Opera Mini as Abstraction Layer

Opera Mini is a free J2ME-based browser from the folks at Opera. This FAQ tells you how it works and this demo lets you try it. I've spent some time using it on my old Blackberry 7250 and it's a pretty impressive browser &em; far more capable than the built-in browser on the Blackberry (although that's not saying a whole lot). How does it work its magic? The J2ME client handles user I/O and screen rendering (including a fabulous small antialiased font that is built into Opera); the page rendering, on the other hand, is offloaded to Opera's servers.

Since latency is the bane of even the fastest 3G networks, having extra proxying in the path makes the actual go-to-page browsing way slower than usual for a mobile.

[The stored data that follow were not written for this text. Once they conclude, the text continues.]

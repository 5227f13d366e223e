//! Error types for the persistence stores.

use salus_core::SalusError;

/// Errors from the file-backed stores.
#[derive(Debug, thiserror::Error)]
pub enum StoreError {
    #[error("I/O error: {0}")]
    Io(#[from] std::io::Error),
    #[error("serialization error: {0}")]
    Serialization(#[from] serde_json::Error),
    #[error("upload rejected: file has no usable name")]
    EmptyFilename,
    #[error("upload rejected: {size} bytes exceeds the {limit} byte limit")]
    FileTooLarge { size: u64, limit: u64 },
    #[error("upload rejected: extension {0:?} is not allowed")]
    ExtensionNotAllowed(String),
}

impl From<StoreError> for SalusError {
    fn from(err: StoreError) -> Self {
        SalusError::Storage(err.to_string())
    }
}

#[cfg(test)]
mod tests {
    use super::*;

    #[test]
    fn test_store_error_display() {
        let err = StoreError::EmptyFilename;
        assert_eq!(err.to_string(), "upload rejected: file has no usable name");

        let err = StoreError::FileTooLarge {
            size: 2048,
            limit: 1024,
        };
        assert_eq!(
            err.to_string(),
            "upload rejected: 2048 bytes exceeds the 1024 byte limit"
        );

        let err = StoreError::ExtensionNotAllowed(".exe".to_string());
        assert_eq!(
            err.to_string(),
            "upload rejected: extension \".exe\" is not allowed"
        );
    }

    #[test]
    fn test_store_error_converts_to_salus_error() {
        let err = StoreError::FileTooLarge {
            size: 10,
            limit: 5,
        };
        let top: SalusError = err.into();
        assert!(matches!(top, SalusError::Storage(_)));
        assert!(top.to_string().contains("10 bytes"));
    }

    #[test]
    fn test_store_error_from_io() {
        let io_err = std::io::Error::new(std::io::ErrorKind::PermissionDenied, "denied");
        let err: StoreError = io_err.into();
        assert!(matches!(err, StoreError::Io(_)));
        assert!(err.to_string().contains("denied"));
    }
}
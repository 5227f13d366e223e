//! OCR engine trait and implementations.
//!
//! [`TesseractOcr`] wraps the `tesseract` command-line binary, the same
//! engine the upstream desktop tooling relies on. Its presence is probed
//! lazily at extraction time so a missing install surfaces as a
//! descriptive error, never a startup failure.

use std::path::Path;
use std::process::Command;

use crate::error::DocumentError;

/// Engine for extracting text from an image file.
pub trait OcrEngine: Send + Sync {
    /// Extract text from the image at `path`.
    ///
    /// May return an empty string if no text is detected.
    fn extract_text(&self, path: &Path) -> Result<String, DocumentError>;
}

/// OCR engine backed by the `tesseract` CLI.
pub struct TesseractOcr {
    command: String,
    language: String,
}

impl TesseractOcr {
    /// Engine using `tesseract` from `PATH` with English text.
    pub fn new() -> Self {
        Self {
            command: "tesseract".to_string(),
            language: "eng".to_string(),
        }
    }

    /// Override the binary name or path. Used by tests to simulate a
    /// missing install.
    pub fn with_command(command: impl Into<String>) -> Self {
        Self {
            command: command.into(),
            language: "eng".to_string(),
        }
    }

    /// Override the recognition language.
    pub fn with_language(mut self, language: impl Into<String>) -> Self {
        self.language = language.into();
        self
    }

    /// Probe whether the binary can be launched at all.
    pub fn is_available(&self) -> bool {
        Command::new(&self.command)
            .arg("--version")
            .output()
            .is_ok()
    }
}

impl Default for TesseractOcr {
    fn default() -> Self {
        Self::new()
    }
}

impl OcrEngine for TesseractOcr {
    fn extract_text(&self, path: &Path) -> Result<String, DocumentError> {
        if !self.is_available() {
            return Err(DocumentError::OcrUnavailable);
        }

        let output = Command::new(&self.command)
            .arg(path)
            .arg("stdout")
            .arg("-l")
            .arg(&self.language)
            .output()
            .map_err(|e| DocumentError::Ocr(e.to_string()))?;

        if !output.status.success() {
            let stderr = String::from_utf8_lossy(&output.stderr);
            return Err(DocumentError::Ocr(stderr.trim().to_string()));
        }

        Ok(String::from_utf8_lossy(&output.stdout).into_owned())
    }
}

/// Mock OCR engine for testing.
///
/// Returns deterministic text without invoking a real engine.
#[derive(Debug, Clone)]
pub struct MockOcr {
    response_text: String,
}

impl MockOcr {
    /// Mock that returns the specified text for any input.
    pub fn with_text(text: &str) -> Self {
        Self {
            response_text: text.to_string(),
        }
    }

    /// Mock that returns empty text (no text detected).
    pub fn empty() -> Self {
        Self {
            response_text: String::new(),
        }
    }
}

impl OcrEngine for MockOcr {
    fn extract_text(&self, _path: &Path) -> Result<String, DocumentError> {
        Ok(self.response_text.clone())
    }
}

#[cfg(test)]
mod tests {
    use super::*;
    use std::path::PathBuf;

    #[test]
    fn test_mock_ocr_returns_configured_text() {
        let ocr = MockOcr::with_text("Hemoglobin 13.5 g/dL");
        let text = ocr.extract_text(&PathBuf::from("scan.png")).unwrap();
        assert_eq!(text, "Hemoglobin 13.5 g/dL");
    }

    #[test]
    fn test_mock_ocr_empty() {
        let ocr = MockOcr::empty();
        assert!(ocr.extract_text(&PathBuf::from("scan.png")).unwrap().is_empty());
    }

    #[test]
    fn test_mock_ocr_deterministic() {
        let ocr = MockOcr::with_text("same");
        let a = ocr.extract_text(&PathBuf::from("a.jpg")).unwrap();
        let b = ocr.extract_text(&PathBuf::from("b.jpg")).unwrap();
        assert_eq!(a, b);
    }

    #[test]
    fn test_missing_binary_reports_unavailable() {
        let ocr = TesseractOcr::with_command("salus-test-no-such-binary");
        assert!(!ocr.is_available());
        let err = ocr.extract_text(&PathBuf::from("scan.png")).unwrap_err();
        assert!(matches!(err, DocumentError::OcrUnavailable));
    }

    #[test]
    fn test_language_override() {
        let ocr = TesseractOcr::new().with_language("deu");
        assert_eq!(ocr.language, "deu");
    }
}
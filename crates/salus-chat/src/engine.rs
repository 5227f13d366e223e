//! The conversation engine: prompt assembly plus backend dispatch.

use std::sync::Arc;

use tracing::debug;

use crate::backend::GenerativeBackend;
use crate::error::ChatError;
use crate::prompts;

/// Formats prompts and forwards them to the generative backend.
///
/// Stateless: no conversation-history window is passed to the model even
/// though the UI displays cumulative history.
pub struct ConversationEngine {
    backend: Arc<dyn GenerativeBackend>,
}

impl ConversationEngine {
    pub fn new(backend: Arc<dyn GenerativeBackend>) -> Self {
        Self { backend }
    }

    /// Answer one health question.
    pub async fn respond(&self, user_text: &str) -> Result<String, ChatError> {
        let prompt = prompts::chat_prompt(user_text);
        debug!(prompt_len = prompt.len(), "Dispatching chat prompt");
        self.backend.generate(&prompt).await
    }

    /// Summarize and interpret one lab report.
    pub async fn analyze_lab_report(&self, report_text: &str) -> Result<String, ChatError> {
        let prompt = prompts::lab_report_prompt(report_text);
        debug!(prompt_len = prompt.len(), "Dispatching lab-report prompt");
        self.backend.generate(&prompt).await
    }
}

/// User-visible fallback text for a failed generation, embedding the error
/// detail. Rendered at the boundary so the session continues.
pub fn apologetic_message(err: &ChatError) -> String {
    format!(
        "I apologize, but I encountered an error: {}. Please try again or contact support if the issue persists.",
        err
    )
}
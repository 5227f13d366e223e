//! Error types for voice input/output.

use salus_core::SalusError;

/// Errors from audio capture, recognition, and synthesis.
#[derive(Debug, thiserror::Error)]
pub enum VoiceError {
    #[error("voice input is not available: audio capture support is not installed")]
    CaptureUnavailable,
    #[error("audio capture failed: {0}")]
    Capture(String),
    #[error("could not understand audio")]
    Unrecognized,
    #[error("speech recognition request failed: {0}")]
    Recognition(String),
    #[error("speech synthesis failed: {0}")]
    Synthesis(String),
    #[error("I/O error: {0}")]
    Io(#[from] std::io::Error),
}

impl From<VoiceError> for SalusError {
    fn from(err: VoiceError) -> Self {
        SalusError::Voice(err.to_string())
    }
}
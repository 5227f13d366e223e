//! Salus session crate - the interactive orchestrator.
//!
//! Owns the per-session state (transcript, upload list, cooldown clock)
//! and exposes one handler per user action: chat submission, report
//! analysis, clinic search, directions, appointment save. All external
//! services arrive as constructor fields; there is nothing to lazily
//! initialize and nothing to re-check before use.

pub mod error;
pub mod session;

pub use error::SessionError;
pub use session::{ChatExchange, Session, SessionServices, SessionSettings, Speaker};
//! Salus persistence crate - JSON file storage for session data.
//!
//! Three stores, all rooted under the configured data directory:
//! transcripts (single fixed-path document, full overwrite per save),
//! appointments (one timestamp-named file per save, append-only), and
//! uploaded lab reports (verbatim bytes under a sanitized filename).

pub mod appointments;
pub mod error;
pub mod reports;
pub mod transcript;

pub use appointments::AppointmentStore;
pub use error::StoreError;
pub use reports::{sanitize_filename, ReportStore};
pub use transcript::TranscriptStore;
//! Salus application binary - composition root.
//!
//! Ties together all Salus crates into a single executable:
//! 1. Parse CLI args and load configuration from TOML
//! 2. Read API credentials from the environment (fatal if missing)
//! 3. Construct every service wrapper and the session orchestrator
//! 4. Serve the single-page UI and one route per mode/action

use std::sync::Arc;

use async_trait::async_trait;

use salus_chat::{ConversationEngine, GeminiClient};
use salus_core::{Credentials, SalusConfig};
use salus_document::DocumentProcessor;
use salus_location::MapsClient;
use salus_session::{Session, SessionServices, SessionSettings, Speaker};
use salus_store::{AppointmentStore, ReportStore, TranscriptStore};
use salus_voice::VoiceAssistant;

mod cli;
mod error;
mod handlers;
mod routes;
mod state;

use clap::Parser;
use cli::CliArgs;
use state::AppState;

/// Adapter handing session speech requests to the voice assistant.
struct VoiceSpeaker(Arc<VoiceAssistant>);

#[async_trait]
impl Speaker for VoiceSpeaker {
    async fn speak(&self, text: &str) {
        self.0.speak(text).await;
    }
}

#[tokio::main]
async fn main() -> Result<(), Box<dyn std::error::Error>> {
    let args = CliArgs::parse();

    // Config first; the log level may come from it.
    let config_path = args.resolve_config_path();
    let mut config = SalusConfig::load_or_default(&config_path);
    if let Some(data_dir) = args.resolve_data_dir() {
        config.general.data_dir = data_dir;
    }
    if let Some(level) = args.resolve_log_level() {
        config.general.log_level = level;
    }

    // Tracing.
    tracing_subscriber::fmt()
        .with_env_filter(
            tracing_subscriber::EnvFilter::try_from_default_env()
                .unwrap_or_else(|_| tracing_subscriber::EnvFilter::new(&config.general.log_level)),
        )
        .init();

    tracing::info!("Starting Salus v{}", env!("CARGO_PKG_VERSION"));
    tracing::info!(path = %config_path.display(), "Configuration loaded");

    // Credentials. Component initialization is the one fatal path: a
    // missing key halts startup before anything is served.
    let credentials = match Credentials::from_env() {
        Ok(c) => c,
        Err(e) => {
            tracing::error!(error = %e, "Cannot start without API credentials");
            return Err(e.into());
        }
    };

    let data_dir = cli::resolve_data_dir(&config.general.data_dir);
    if let Err(e) = std::fs::create_dir_all(&data_dir) {
        tracing::error!(path = %data_dir.display(), error = %e, "Failed to create data directory");
        return Err(e.into());
    }
    tracing::info!(path = %data_dir.display(), "Data directory ready");

    // Service wrappers.
    let backend = Arc::new(GeminiClient::new(
        credentials.gemini_api_key.clone(),
        config.chat.model.clone(),
    ));
    let engine = ConversationEngine::new(backend);
    let documents = DocumentProcessor::with_tesseract();
    let finder = Arc::new(MapsClient::new(credentials.maps_api_key.clone()));
    let voice = VoiceAssistant::new(&credentials.gemini_api_key, &config.voice, &data_dir);
    if !voice.is_available() {
        tracing::info!("Voice input unavailable on this build; spoken replies still work");
    }
    let voice = Arc::new(voice);

    // Session orchestrator, preloading any persisted transcript.
    let services = SessionServices {
        engine,
        documents,
        finder,
        speaker: Some(Arc::new(VoiceSpeaker(Arc::clone(&voice)))),
        transcripts: TranscriptStore::new(&data_dir),
        appointments: AppointmentStore::new(&data_dir),
        reports: ReportStore::new(
            &data_dir,
            config.upload.max_size_bytes,
            config.upload.allowed_extensions.clone(),
        ),
    };
    let settings = SessionSettings {
        cooldown_secs: config.chat.cooldown_secs,
        radius_m: config.location.radius_m,
        category: config.location.category.clone(),
    };
    let session = Session::new(services, settings);

    let state = AppState::new(session, voice);

    // HTTP server.
    let port = args.resolve_port();
    let addr = format!("127.0.0.1:{}", port);
    let router = routes::create_router(state);

    let listener = match tokio::net::TcpListener::bind(&addr).await {
        Ok(l) => l,
        Err(e) => {
            tracing::error!(addr = %addr, error = %e, "Failed to bind — is another instance running?");
            return Err(e.into());
        }
    };

    tracing::info!(addr = %addr, "Salus listening");
    tracing::info!("UI at http://{}/", addr);

    axum::serve(listener, router).await?;

    Ok(())
}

On the other hand, you have that warm feeling that practically any page, even moderately AJAX-y ones, will actually render attractively and usably when they do show up. Contrast this to the Blackberry browser experience, where the data starts coming down very quickly, but the device spend 30 seconds thinking about how to render it, and then ultimately produces something barely usable. Since subsequent navigations seem to perform better than initial ones, I suspect the Opera server is chasing forward links and preparing them while you read the first page. Not a bad plan.

I started wondering: Would Opera Mini serve well as a "base platform" abstraction layer for mobile web apps? If I code to O.M., and I can expect to be able to run unmodified on handsets all over the world, there's significant value in that.

What are the costs of such an approach? Hmm... let's see...

  • Like all abstraction layers (Win32/POSIX/.net/...), the end user has to get it up and running. Sounds easy, but ask anyone who's ever wanted to deploy a "lightweight" .net or Java app and assumed users would already have the runtime ready to go...

  • Opera has a done a lot of heavy lifting, but what if they change their browser capabilities, and now there's another fragmented set of clients, just a layer up the stack?

  • Like all abstraction layers, there's a performance hit. In this case it's twofold: the memory and CPU usage of the Java runtime hits some devices pretty hard, and the proxy-through-Opera network access is painful even on EV-DO


In the end I think I'll take the weaselly way out for now. I wouldn't go all in, build an app, and say to the user "Opera Mini is a pre-requisite for this app. If you get it, you're golden; if not, no support for you!" I'd target a base of browser set with some kind of adaptive rendering. But I might well make Opera Mini the first-tier tech support response for any native browser problems.